── Exercise inputs
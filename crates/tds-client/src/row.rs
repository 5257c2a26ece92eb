//! Row representation for query results.
//!
//! `Row` holds a shared reference to the raw packet buffer the row's values
//! were decoded from, deferring allocation until a value is explicitly
//! requested.
//!
//! ## Access Patterns
//!
//! - `get_bytes()` - Returns borrowed slice into buffer (zero additional allocation)
//! - `get_str()` - Returns Cow - borrowed if valid UTF-8, owned if conversion needed
//! - `get_string()` - Allocates new String (explicit allocation)
//! - `get<T>()` - Type-converting accessor with allocation only if needed

use std::borrow::Cow;
use std::sync::Arc;

use bytes::Bytes;

use tds_types::decode::{TypeInfo, decode_value};
use tds_types::{FromSql, SqlValue, TypeError};

/// Column slice information pointing into the row buffer.
///
/// This is the internal representation that enables zero-copy access
/// to column data within the shared buffer.
#[derive(Debug, Clone, Copy)]
pub struct ColumnSlice {
    /// Offset into the buffer where this column's data begins.
    pub offset: u32,
    /// Length of the column data in bytes.
    pub length: u32,
    /// Whether this column value is NULL.
    pub is_null: bool,
}

impl ColumnSlice {
    /// Create a new column slice.
    pub fn new(offset: u32, length: u32, is_null: bool) -> Self {
        Self {
            offset,
            length,
            is_null,
        }
    }

    /// Create a NULL column slice.
    pub fn null() -> Self {
        Self {
            offset: 0,
            length: 0,
            is_null: true,
        }
    }
}
//! Login/connection configuration.

use tds_protocol::version::TdsVersion;

use crate::error::Error;

/// Smallest packet size SQL Server will negotiate.
pub const MIN_PACKET_SIZE: u16 = 512;
/// Largest packet size SQL Server will negotiate.
pub const MAX_PACKET_SIZE: u16 = 32767;
/// Packet size used when none is configured.
pub const DEFAULT_PACKET_SIZE: u16 = 4096;

/// Connection and login parameters for a [`crate::Session`].
///
/// This struct is marked `#[non_exhaustive]` to allow adding fields in
/// future releases without breaking semver. Use [`Config::new`] or
/// [`Config::from_connection_string`] to construct instances, then the
/// builder methods to customize them.
#[derive(Debug, Clone)]
#[non_exhaustive]
pub struct Config {
    /// Server hostname or IP address.
    pub server_name: String,
    /// Server port (default: 1433).
    pub port: u16,
    /// SQL authentication username.
    pub user_name: String,
    /// SQL authentication password.
    pub password: String,
    /// Initial database, if any.
    pub database: Option<String>,
    /// Application name reported during LOGIN7.
    pub app_name: String,
    /// Client hostname reported during LOGIN7.
    pub client_host: String,
    /// Client library name reported during LOGIN7.
    pub library_name: String,
    /// Client language reported during LOGIN7.
    pub language: Option<String>,
    /// Requested TDS packet size, bounds-checked to `512..=32767`.
    pub packet_size: u16,
    /// Requested TDS protocol version.
    pub tds_version: TdsVersion,
}

impl Default for Config {
    fn default() -> Self {
        Self {
            server_name: "localhost".to_string(),
            port: 1433,
            user_name: String::new(),
            password: String::new(),
            database: None,
            app_name: "tds-client".to_string(),
            client_host: hostname_or_default(),
            library_name: "tds-client".to_string(),
            language: None,
            packet_size: DEFAULT_PACKET_SIZE,
            tds_version: TdsVersion::V7_2,
        }
    }
}

fn hostname_or_default() -> String {
    std::env::var("HOSTNAME")
        .or_else(|_| std::env::var("COMPUTERNAME"))
        .unwrap_or_else(|_| "localhost".to_string())
}

impl Config {
    /// Create a new configuration with default values.
    #[must_use]
    pub fn new() -> Self {
        Self::default()
    }

    /// Parse an ADO.NET-style connection string into configuration.
    ///
    /// ```text
    /// Server=localhost;Database=mydb;User Id=sa;Password=secret;
    /// ```
    pub fn from_connection_string(conn_str: &str) -> Result<Self, Error> {
        let mut config = Self::default();

        for part in conn_str.split(';') {
            let part = part.trim();
            if part.is_empty() {
                continue;
            }

            let (key, value) = part
                .split_once('=')
                .ok_or_else(|| Error::Config(format!("invalid key-value: {part}")))?;

            let key = key.trim().to_lowercase();
            let value = value.trim();

            match key.as_str() {
                "server" | "data source" | "host" => {
                    if let Some((host, port)) = value.split_once(',') {
                        config.server_name = host.to_string();
                        config.port = port
                            .parse()
                            .map_err(|_| Error::Config(format!("invalid port: {port}")))?;
                    } else {
                        config.server_name = value.to_string();
                    }
                }
                "port" => {
                    config.port = value
                        .parse()
                        .map_err(|_| Error::Config(format!("invalid port: {value}")))?;
                }
                "database" | "initial catalog" => {
                    config.database = Some(value.to_string());
                }
                "user id" | "uid" | "user" => {
                    config.user_name = value.to_string();
                }
                "password" | "pwd" => {
                    config.password = value.to_string();
                }
                "application name" | "app" => {
                    config.app_name = value.to_string();
                }
                "workstation id" | "client host" => {
                    config.client_host = value.to_string();
                }
                "language" => {
                    config.language = Some(value.to_string());
                }
                "packet size" => {
                    let size: u16 = value
                        .parse()
                        .map_err(|_| Error::Config(format!("invalid packet size: {value}")))?;
                    config = config.packet_size(size)?;
                }
                "tdsversion" | "tds version" => {
                    config.tds_version = TdsVersion::parse(value).ok_or_else(|| {
                        Error::Config(format!(
                            "invalid TDS version: {value}. Supported: 7.0, 7.1, 7.2, 7.3, 7.3a, 7.3b, 7.4"
                        ))
                    })?;
                }
                _ => {
                    tracing::debug!(key = %key, value = %value, "ignoring unknown connection string option");
                }
            }
        }

        Ok(config)
    }

    /// Set the server host.
    #[must_use]
    pub fn server_name(mut self, host: impl Into<String>) -> Self {
        self.server_name = host.into();
        self
    }

    /// Set the server port.
    #[must_use]
    pub fn port(mut self, port: u16) -> Self {
        self.port = port;
        self
    }

    /// Set SQL authentication credentials.
    #[must_use]
    pub fn credentials(mut self, user_name: impl Into<String>, password: impl Into<String>) -> Self {
        self.user_name = user_name.into();
        self.password = password.into();
        self
    }

    /// Set the initial database.
    #[must_use]
    pub fn database(mut self, database: impl Into<String>) -> Self {
        self.database = Some(database.into());
        self
    }

    /// Set the application name reported during LOGIN7.
    #[must_use]
    pub fn app_name(mut self, name: impl Into<String>) -> Self {
        self.app_name = name.into();
        self
    }

    /// Set the client hostname reported during LOGIN7.
    #[must_use]
    pub fn client_host(mut self, host: impl Into<String>) -> Self {
        self.client_host = host.into();
        self
    }

    /// Set the client library name reported during LOGIN7.
    #[must_use]
    pub fn library_name(mut self, name: impl Into<String>) -> Self {
        self.library_name = name.into();
        self
    }

    /// Set the client language reported during LOGIN7.
    #[must_use]
    pub fn language(mut self, language: impl Into<String>) -> Self {
        self.language = Some(language.into());
        self
    }

    /// Set the requested TDS packet size. Bounds-checked to `512..=32767`.
    pub fn packet_size(mut self, size: u16) -> Result<Self, Error> {
        if !(MIN_PACKET_SIZE..=MAX_PACKET_SIZE).contains(&size) {
            return Err(Error::Config(format!(
                "packet size {size} out of range {MIN_PACKET_SIZE}..={MAX_PACKET_SIZE}"
            )));
        }
        self.packet_size = size;
        Ok(self)
    }

    /// Set the requested TDS protocol version.
    #[must_use]
    pub fn tds_version(mut self, version: TdsVersion) -> Self {
        self.tds_version = version;
        self
    }
}

#[cfg(test)]
#[allow(clippy::unwrap_used)]
mod tests {
    use super::*;

    #[test]
    fn test_connection_string_parsing() {
        let config = Config::from_connection_string(
            "Server=localhost;Database=test;User Id=sa;Password=secret;",
        )
        .unwrap();

        assert_eq!(config.server_name, "localhost");
        assert_eq!(config.database, Some("test".to_string()));
        assert_eq!(config.user_name, "sa");
        assert_eq!(config.password, "secret");
    }

    #[test]
    fn test_connection_string_with_port() {
        let config =
            Config::from_connection_string("Server=localhost,1434;Database=test;").unwrap();

        assert_eq!(config.server_name, "localhost");
        assert_eq!(config.port, 1434);
    }

    #[test]
    fn test_connection_string_tds_version() {
        let config = Config::from_connection_string("Server=localhost;TDSVersion=7.3;").unwrap();
        assert_eq!(config.tds_version, TdsVersion::V7_3A);
    }

    #[test]
    fn test_connection_string_invalid_tds_version() {
        let result = Config::from_connection_string("Server=localhost;TDSVersion=invalid;");
        assert!(result.is_err());
    }

    #[test]
    fn test_default_packet_size() {
        assert_eq!(Config::default().packet_size, DEFAULT_PACKET_SIZE);
    }

    #[test]
    fn test_packet_size_bounds() {
        assert!(Config::new().packet_size(256).is_err());
        assert!(Config::new().packet_size(40000).is_err());
        assert!(Config::new().packet_size(8192).is_ok());
    }

    #[test]
    fn test_builder_methods() {
        let config = Config::new()
            .server_name("db.example.com")
            .port(1434)
            .credentials("sa", "secret")
            .database("mydb")
            .app_name("myapp");

        assert_eq!(config.server_name, "db.example.com");
        assert_eq!(config.port, 1434);
        assert_eq!(config.user_name, "sa");
        assert_eq!(config.password, "secret");
        assert_eq!(config.database, Some("mydb".to_string()));
        assert_eq!(config.app_name, "myapp");
    }
}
────
Exercise directions:
Beginning with the line above that contains "the application name reported during LOGIN7.", copy each line exactly up to and including the line that contains "self.client_host = host.into();", and go no further.

Exercise result:
    /// Set the application name reported during LOGIN7.
    #[must_use]
    pub fn app_name(mut self, name: impl Into<String>) -> Self {
        self.app_name = name.into();
        self
    }

    /// Set the client hostname reported during LOGIN7.
    #[must_use]
    pub fn client_host(mut self, host: impl Into<String>) -> Self {
        self.client_host = host.into();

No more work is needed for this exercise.